A year after the Union government launched the Pradhan Mantri Fasal Bima Yojana (PMFBY) and the Restructured Weather-based Crop Insurance Scheme (RWBCIS) in April 2016 to enable farmers tide over chronic crop losses due to various calamities, it clearly emerges that the insurance companies, despite collecting huge premiums, have not been able to settle insurance claims.
A closer look at the schemes shows that the ambitious schemes have been of little help to the distressed farmers. In fact, insurance companies seem to be the actual beneficiaries, says an analysis carried in the State of India’s Environment 2017: In Figures, released on the World Environment Day by the Centre for Science and Environment and Down To Earth magazine. This annual publication is India’s most credible data-driven annual statement on state of environment and complements the annual State of India’s Environment published in January every year.
These two schemes, which plan to cover 50% of cropped area by 2019, already cover 30% of the cropped area and are implemented in 21 states. Close to 39 million farmers were covered under these schemes in the Kharif season of 2016.
Currently, ten general insurance companies are offering crop insurance under the PMFBY. While insurance companies have collected Rs 9,041.25 crore as premium (for Kharif 2016 only), they paid just 25% (Rs 570.10 crore) of the total claims made (Rs 2,324.01 crore).
According to this analysis, insurance companies under PMFBY and RWBCIS have so far honoured just 17% of the total claims raised during the 2016 Kharif season. There were insurance claims of Rs 4,270.55 crore under the two schemes, according to the Ministry of Agriculture and Farmers Welfare as has been quoted in the new report. Out of the total claims, only Rs 714.14 crore was paid to farmers by March 2017.

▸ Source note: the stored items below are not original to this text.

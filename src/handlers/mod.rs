pub mod cors;
pub mod health;
pub mod history;
pub mod official;
pub mod prices;

use axum::{http::StatusCode, middleware, routing::get, Json, Router};
use tower_http::trace::TraceLayer;
use tracing::error;

use crate::error::StoreError;
use crate::models::health::ErrorResponse;
use crate::AppState;

pub type ApiError = (StatusCode, Json<ErrorResponse>);

pub(crate) fn bad_request(message: String) -> ApiError {
    (StatusCode::BAD_REQUEST, Json(ErrorResponse::new(message)))
}

pub(crate) fn internal_error(e: StoreError) -> ApiError {
    error!(error = %e, "Document store error");
    (
        StatusCode::INTERNAL_SERVER_ERROR,
        Json(ErrorResponse::new("Internal server error")),
    )
}

async fn not_found() -> ApiError {
    (StatusCode::NOT_FOUND, Json(ErrorResponse::new("Not found")))
}

/// Read API routes with CORS on every response, including the fallback.
pub fn router(state: AppState) -> Router {
    Router::new()
        .route("/get_prices", get(prices::get_current_prices))
        .route("/api/prices", get(official::get_official_prices))
        .route("/get_price_history", get(history::get_price_history))
        .route("/health", get(health::health))
        .route("/api/status", get(health::status))
        .fallback(not_found)
        .layer(middleware::from_fn(cors::cors))
        .layer(TraceLayer::new_for_http())
        .with_state(state)
}
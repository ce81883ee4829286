//! Single-shot price cycle, meant to be started by an external timer.
//!
//! Exit codes: 0 on success (per-URL failures included), 1 on fatal errors.

use sea_orm::Database;
use sea_orm_migration::MigratorTrait;
use std::process::ExitCode;
use std::sync::Arc;

use kaitori_tracker::config::{AppConfig, LogLevel, RuntimeEnv};
use kaitori_tracker::jobs::price_cycle::{shutdown_on_ctrl_c, PriceCycle};
use kaitori_tracker::scrapers::browser::HttpBrowser;
use kaitori_tracker::services::mirror::object_store_from_config;
use kaitori_tracker::services::sea_orm_store::SeaOrmStore;
use kaitori_tracker::telemetry::init_tracing;

type BoxError = Box<dyn std::error::Error + Send + Sync>;

#[tokio::main]
async fn main() -> ExitCode {
    let config = match AppConfig::load() {
        Ok(config) => config,
        Err(e) => {
            init_tracing(LogLevel::Info);
            tracing::error!(error = %e, "Invalid configuration");
            return ExitCode::FAILURE;
        }
    };
    init_tracing(config.app.log_level);

    match run(config).await {
        Ok(()) => ExitCode::SUCCESS,
        Err(e) => {
            tracing::error!(error = %e, "Price cycle aborted");
            ExitCode::FAILURE
        }
    }
}

async fn run(config: AppConfig) -> Result<(), BoxError> {
    let runtime = RuntimeEnv::from_env()?;

    tracing::info!("Connecting to database...");
    let db = Database::connect(runtime.require_database_url()?).await?;
    migration::Migrator::up(&db, None).await?;

    let catalog = config.catalog();
    let store = Arc::new(SeaOrmStore::new(db, catalog.clone()));
    let engine = Arc::new(HttpBrowser::new(&config.scraper.user_agent)?);

    let mut cycle = PriceCycle::from_config(&config, engine, store)?;
    if let Some(objects) = object_store_from_config(&config.storage, runtime.bucket_name.as_deref())? {
        cycle = cycle.with_mirror(objects, catalog);
    }

    let summary = cycle.run(shutdown_on_ctrl_c()).await?;
    println!("{}", serde_json::to_string(&summary)?);
    Ok(())
}
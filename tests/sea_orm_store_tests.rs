//! Postgres-backed store tests. Skipped unless TEST_DATABASE_URL is set.

mod common;

use chrono::{Duration, Utc};
use sea_orm_migration::MigratorTrait;
use serde_json::json;

use kaitori_tracker::models::catalog::{Capacity, Series};
use kaitori_tracker::models::official::OfficialPriceDoc;
use kaitori_tracker::models::records::HistoryRecord;
use kaitori_tracker::services::sea_orm_store::SeaOrmStore;
use kaitori_tracker::services::store::DocumentStore;

use crate::common::{catalog, record, setup_test_db};

async fn store() -> Option<SeaOrmStore> {
    let db = setup_test_db().await?.expect("Test database connection should succeed");
    migration::Migrator::up(&db, None)
        .await
        .expect("Migrations should apply");
    Some(SeaOrmStore::new(db, catalog()))
}

#[tokio::test]
async fn test_postgres_store_round_trip() {
    let Some(store) = store().await else {
        eprintln!("TEST_DATABASE_URL not set, skipping");
        return;
    };

    store.ping().await.unwrap();
    store.wipe_current().await.unwrap();

    // Upsert is idempotent per (series, capacity)
    assert!(catalog().is_allowed(Series::ProMax, Capacity::Tb1));
    let now = Utc::now();
    let first = record(Series::ProMax, Capacity::Tb1, &[("Black", 200_000)], now);
    let second = record(Series::ProMax, Capacity::Tb1, &[("Black", 195_000), ("White", 199_000)], now);
    store.upsert_current(&first).await.unwrap();
    store.upsert_current(&second).await.unwrap();
    store.upsert_current(&second).await.unwrap();

    let current = store.current_for_series(Series::ProMax).await.unwrap();
    assert_eq!(current.len(), 1);
    assert_eq!(current[0].kaitori_price_min.get(), 195_000);
    assert_eq!(current[0].colors.len(), 2);

    // History: append, query ascending, expire
    let stale = record(Series::ProMax, Capacity::Tb1, &[("Black", 190_000)], now - Duration::days(20));
    let stale_id = store
        .append_history(&HistoryRecord::from_current(&stale, 14))
        .await
        .unwrap();
    store
        .append_history(&HistoryRecord::from_current(&second, 14))
        .await
        .unwrap();

    let since = (now - Duration::days(30)).timestamp();
    let history = store
        .history_for(Series::ProMax, Capacity::Tb1, since)
        .await
        .unwrap();
    assert!(history.windows(2).all(|w| w[0].record.timestamp <= w[1].record.timestamp));

    let expired = store
        .history_older_than((now - Duration::days(14)).timestamp())
        .await
        .unwrap();
    assert!(expired.contains(&stale_id));
    for id in &expired {
        store.delete_history(id).await.unwrap();
    }
    assert!(store
        .history_older_than((now - Duration::days(14)).timestamp())
        .await
        .unwrap()
        .is_empty());

    // Official documents are replaced by id
    store
        .replace_official(&[OfficialPriceDoc {
            id: "iPhone 16 Pro Max".to_string(),
            price: json!({"1TB": 329800}),
        }])
        .await
        .unwrap();
    let official = store.official_prices().await.unwrap();
    let doc = official.iter().find(|d| d.id == "iPhone 16 Pro Max").unwrap();
    assert_eq!(doc.price_for(Capacity::Tb1), 329_800);

    assert_eq!(store.wipe_current().await.unwrap(), 1);
}
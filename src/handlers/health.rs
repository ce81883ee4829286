use axum::{extract::State, Json};
use chrono::Utc;
use tracing::warn;

use crate::models::health::{HealthResponse, ServiceStatus, StatusResponse};
use crate::AppState;

pub async fn health(State(state): State<AppState>) -> Json<HealthResponse> {
    Json(HealthResponse {
        status: "healthy".to_string(),
        timestamp: Utc::now().to_rfc3339(),
        environment: state.environment.clone(),
        version: env!("CARGO_PKG_VERSION").to_string(),
    })
}

/// Probes the document store; always answers 200.
pub async fn status(State(state): State<AppState>) -> Json<StatusResponse> {
    let database = match state.store.ping().await {
        Ok(()) => "healthy",
        Err(e) => {
            warn!(error = %e, "Document store ping failed");
            "unhealthy"
        }
    };
    let storage = if state.storage_configured {
        "configured"
    } else {
        "not_configured"
    };

    Json(StatusResponse {
        status: "operational".to_string(),
        services: ServiceStatus {
            api: "healthy".to_string(),
            database: database.to_string(),
            storage: storage.to_string(),
        },
        timestamp: Utc::now().to_rfc3339(),
    })
}
//! Object-store mirror
//!
//! After a cycle's writes, the aggregated records are mirrored as date-keyed
//! JSON objects:
//! - `prices/YYYY/MM/DD/prices.json`: flat array of records
//! - `history/YYYY/MM/DD/history.json`: `{timestamp, prices: [...]}`
//!
//! `MirrorRetention` deletes objects whose date prefix is older than the
//! retention window and moves older objects to the `NEARLINE` class.

use async_trait::async_trait;
use chrono::{DateTime, NaiveDate, Utc};
use serde::Serialize;
use std::path::{Path, PathBuf};
use std::sync::Arc;
use tracing::{debug, info, warn};

use crate::config::StorageConfig;
use crate::error::{ConfigError, MirrorError};
use crate::models::catalog::Catalog;
use crate::models::records::{CurrentPriceDocument, CurrentPriceRecord};

const PRICES_PREFIX: &str = "prices";
const HISTORY_PREFIX: &str = "history";

#[derive(Debug, Clone, Copy, PartialEq, Eq, Hash)]
pub enum StorageClass {
    Standard,
    Nearline,
}

impl StorageClass {
    pub const ALL: [StorageClass; 2] = [StorageClass::Standard, StorageClass::Nearline];

    pub fn as_str(&self) -> &'static str {
        match self {
            StorageClass::Standard => "STANDARD",
            StorageClass::Nearline => "NEARLINE",
        }
    }
}

#[derive(Debug, Clone, PartialEq, Eq)]
pub struct ObjectInfo {
    pub key: String,
    pub storage_class: StorageClass,
}

#[async_trait]
pub trait ObjectStore: Send + Sync {
    /// Write (or overwrite) an object in the `STANDARD` class.
    async fn put(&self, key: &str, body: Vec<u8>) -> Result<(), MirrorError>;

    async fn list(&self, prefix: &str) -> Result<Vec<ObjectInfo>, MirrorError>;

    async fn delete(&self, key: &str) -> Result<(), MirrorError>;

    async fn set_storage_class(&self, key: &str, class: StorageClass) -> Result<(), MirrorError>;
}

/// Filesystem bucket: `<root>/<STORAGE_CLASS>/<key>`.
#[derive(Debug, Clone)]
pub struct FsObjectStore {
    root: PathBuf,
}

fn io_err(path: &Path, source: std::io::Error) -> MirrorError {
    MirrorError::Io {
        path: path.display().to_string(),
        source,
    }
}

impl FsObjectStore {
    pub fn new(mirror_root: impl Into<PathBuf>, bucket: &str) -> Self {
        Self {
            root: mirror_root.into().join(bucket),
        }
    }

    fn path_for(&self, class: StorageClass, key: &str) -> PathBuf {
        self.root.join(class.as_str()).join(key)
    }

    async fn locate(&self, key: &str) -> Option<(StorageClass, PathBuf)> {
        for class in StorageClass::ALL {
            let path = self.path_for(class, key);
            if tokio::fs::try_exists(&path).await.unwrap_or(false) {
                return Some((class, path));
            }
        }
        None
    }

    async fn write_file(path: &Path, body: &[u8]) -> Result<(), MirrorError> {
        if let Some(parent) = path.parent() {
            tokio::fs::create_dir_all(parent)
                .await
                .map_err(|e| io_err(parent, e))?;
        }
        tokio::fs::write(path, body).await.map_err(|e| io_err(path, e))
    }
}

#[async_trait]
impl ObjectStore for FsObjectStore {
    async fn put(&self, key: &str, body: Vec<u8>) -> Result<(), MirrorError> {
        let stale = self.path_for(StorageClass::Nearline, key);
        if tokio::fs::try_exists(&stale).await.unwrap_or(false) {
            tokio::fs::remove_file(&stale).await.map_err(|e| io_err(&stale, e))?;
        }
        Self::write_file(&self.path_for(StorageClass::Standard, key), &body).await
    }

    async fn list(&self, prefix: &str) -> Result<Vec<ObjectInfo>, MirrorError> {
        let mut objects = Vec::new();

        for class in StorageClass::ALL {
            let class_root = self.root.join(class.as_str());
            let mut pending = vec![class_root.clone()];

            while let Some(dir) = pending.pop() {
                let mut entries = match tokio::fs::read_dir(&dir).await {
                    Ok(entries) => entries,
                    Err(e) if e.kind() == std::io::ErrorKind::NotFound => continue,
                    Err(e) => return Err(io_err(&dir, e)),
                };

                while let Some(entry) = entries.next_entry().await.map_err(|e| io_err(&dir, e))? {
                    let path = entry.path();
                    let file_type = entry.file_type().await.map_err(|e| io_err(&path, e))?;
                    if file_type.is_dir() {
                        pending.push(path);
                        continue;
                    }

                    let Ok(relative) = path.strip_prefix(&class_root) else {
                        continue;
                    };
                    let key = relative
                        .components()
                        .map(|c| c.as_os_str().to_string_lossy())
                        .collect::<Vec<_>>()
                        .join("/");
                    if key.starts_with(prefix) {
                        objects.push(ObjectInfo {
                            key,
                            storage_class: class,
                        });
                    }
                }
            }
        }

        objects.sort_by(|a, b| a.key.cmp(&b.key));
        Ok(objects)
    }

    async fn delete(&self, key: &str) -> Result<(), MirrorError> {
        if let Some((_, path)) = self.locate(key).await {
            tokio::fs::remove_file(&path).await.map_err(|e| io_err(&path, e))?;
        }
        Ok(())
    }

    async fn set_storage_class(&self, key: &str, class: StorageClass) -> Result<(), MirrorError> {
        let Some((current, from)) = self.locate(key).await else {
            return Ok(());
        };
        if current == class {
            return Ok(());
        }

        let to = self.path_for(class, key);
        if let Some(parent) = to.parent() {
            tokio::fs::create_dir_all(parent)
                .await
                .map_err(|e| io_err(parent, e))?;
        }
        tokio::fs::rename(&from, &to).await.map_err(|e| io_err(&from, e))
    }
}

/// Filesystem bucket for `storage.mirror_root`, when the mirror is enabled.
pub fn object_store_from_config(
    storage: &StorageConfig,
    bucket_name: Option<&str>,
) -> Result<Option<Arc<dyn ObjectStore>>, ConfigError> {
    let Some(root) = &storage.mirror_root else {
        return Ok(None);
    };
    let bucket = bucket_name.ok_or(ConfigError::MissingEnv("BUCKET_NAME"))?;
    Ok(Some(Arc::new(FsObjectStore::new(root.clone(), bucket))))
}

#[derive(Serialize)]
struct HistorySnapshot<'a> {
    timestamp: i64,
    prices: &'a [CurrentPriceDocument],
}

fn date_path(prefix: &str, date: NaiveDate, file: &str) -> String {
    format!("{}/{}/{}", prefix, date.format("%Y/%m/%d"), file)
}

/// Writes a cycle's records to the object store.
#[derive(Clone)]
pub struct PriceMirror {
    objects: Arc<dyn ObjectStore>,
    catalog: Catalog,
}

impl PriceMirror {
    pub fn new(objects: Arc<dyn ObjectStore>, catalog: Catalog) -> Self {
        Self { objects, catalog }
    }

    pub async fn write_cycle(
        &self,
        cycle_at: DateTime<Utc>,
        records: &[CurrentPriceRecord],
    ) -> Result<(), MirrorError> {
        let date = cycle_at.date_naive();
        let documents: Vec<CurrentPriceDocument> =
            records.iter().map(|r| r.to_document(&self.catalog)).collect();

        let prices_key = date_path(PRICES_PREFIX, date, "prices.json");
        self.objects
            .put(&prices_key, serde_json::to_vec_pretty(&documents)?)
            .await?;

        let history_key = date_path(HISTORY_PREFIX, date, "history.json");
        let snapshot = HistorySnapshot {
            timestamp: cycle_at.timestamp(),
            prices: &documents,
        };
        self.objects
            .put(&history_key, serde_json::to_vec_pretty(&snapshot)?)
            .await?;

        debug!(prices_key = %prices_key, history_key = %history_key, "Mirrored cycle");
        Ok(())
    }
}

#[derive(Debug, Default, Clone, Copy, PartialEq, Eq)]
pub struct MirrorRetentionStats {
    pub deleted: u64,
    pub transitioned: u64,
    pub failed: u64,
}

/// Age-based lifecycle for mirrored objects.
#[derive(Clone)]
pub struct MirrorRetention {
    objects: Arc<dyn ObjectStore>,
    retention_days: u32,
    nearline_after_days: u32,
}

/// Date encoded in `<prefix>/YYYY/MM/DD/<file>`.
pub fn key_date(key: &str) -> Option<NaiveDate> {
    let mut parts = key.split('/').skip(1);
    let year = parts.next()?.parse().ok()?;
    let month = parts.next()?.parse().ok()?;
    let day = parts.next()?.parse().ok()?;
    NaiveDate::from_ymd_opt(year, month, day)
}

impl MirrorRetention {
    pub fn new(objects: Arc<dyn ObjectStore>, retention_days: u32, nearline_after_days: u32) -> Self {
        Self {
            objects,
            retention_days,
            nearline_after_days,
        }
    }

    pub async fn apply(&self, today: NaiveDate) -> Result<MirrorRetentionStats, MirrorError> {
        let mut stats = MirrorRetentionStats::default();

        for prefix in [PRICES_PREFIX, HISTORY_PREFIX] {
            for object in self.objects.list(&format!("{}/", prefix)).await? {
                let Some(date) = key_date(&object.key) else {
                    continue;
                };
                let age_days = (today - date).num_days();

                let expired = age_days > i64::from(self.retention_days);
                let cold = age_days >= i64::from(self.nearline_after_days)
                    && object.storage_class == StorageClass::Standard;

                let result = if expired {
                    self.objects.delete(&object.key).await
                } else if cold {
                    self.objects
                        .set_storage_class(&object.key, StorageClass::Nearline)
                        .await
                } else {
                    continue;
                };

                match result {
                    Ok(()) if expired => stats.deleted += 1,
                    Ok(()) => stats.transitioned += 1,
                    Err(e) => {
                        stats.failed += 1;
                        warn!(key = %object.key, error = %e, "Mirror lifecycle action failed");
                    }
                }
            }
        }

        info!(
            deleted = stats.deleted,
            transitioned = stats.transitioned,
            failed = stats.failed,
            "Mirror retention applied"
        );
        Ok(stats)
    }
}

#[cfg(test)]
mod tests {
    use super::*;

    #[test]
    fn test_key_date() {
        assert_eq!(
            key_date("prices/2025/03/01/prices.json"),
            NaiveDate::from_ymd_opt(2025, 3, 1)
        );
        assert_eq!(key_date("prices/latest.json"), None);
    }

    #[tokio::test]
    async fn test_fs_store_put_list_transition_delete() {
        let dir = tempfile::tempdir().unwrap();
        let store = FsObjectStore::new(dir.path(), "bucket");

        store.put("prices/2025/03/01/prices.json", b"[]".to_vec()).await.unwrap();
        let listed = store.list("prices/").await.unwrap();
        assert_eq!(listed.len(), 1);
        assert_eq!(listed[0].storage_class, StorageClass::Standard);

        store
            .set_storage_class("prices/2025/03/01/prices.json", StorageClass::Nearline)
            .await
            .unwrap();
        let listed = store.list("prices/").await.unwrap();
        assert_eq!(listed[0].storage_class, StorageClass::Nearline);

        store.delete("prices/2025/03/01/prices.json").await.unwrap();
        assert!(store.list("prices/").await.unwrap().is_empty());
    }

    #[tokio::test]
    async fn test_retention_deletes_and_transitions() {
        let dir = tempfile::tempdir().unwrap();
        let store = Arc::new(FsObjectStore::new(dir.path(), "bucket"));
        let today = NaiveDate::from_ymd_opt(2025, 3, 31).unwrap();

        for key in [
            "prices/2025/03/01/prices.json",  // 30 days: delete
            "history/2025/03/20/history.json", // 11 days: nearline
            "prices/2025/03/30/prices.json",  // 1 day: keep
        ] {
            store.put(key, b"{}".to_vec()).await.unwrap();
        }

        let retention = MirrorRetention::new(store.clone(), 14, 7);
        let stats = retention.apply(today).await.unwrap();
        assert_eq!(stats.deleted, 1);
        assert_eq!(stats.transitioned, 1);

        let history = store.list("history/").await.unwrap();
        assert_eq!(history[0].storage_class, StorageClass::Nearline);
        let prices = store.list("prices/").await.unwrap();
        assert_eq!(prices.len(), 1);
        assert_eq!(prices[0].storage_class, StorageClass::Standard);
    }
}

Under the PMFBY, only one company, Universal Sompo GIC (operating only in Karnataka) has settled all insurance claims. The rest have failed to achieve this level. Four out of ten companies mentioned in the report have not settled up to 75-100% of insurance claims. IFFCO-TOKIO, which is operating in three states including drought-hit Maharashtra, was yet to pay over 86% of the claims by March 2017. “Most of the insurance companies show very discouraging performance in disbursal of insurance claims,” says Kiran Pandey, one of the data analysts for the State of India’s Environment 2017: In Figures and a programme director with the Centre for Science and Environment.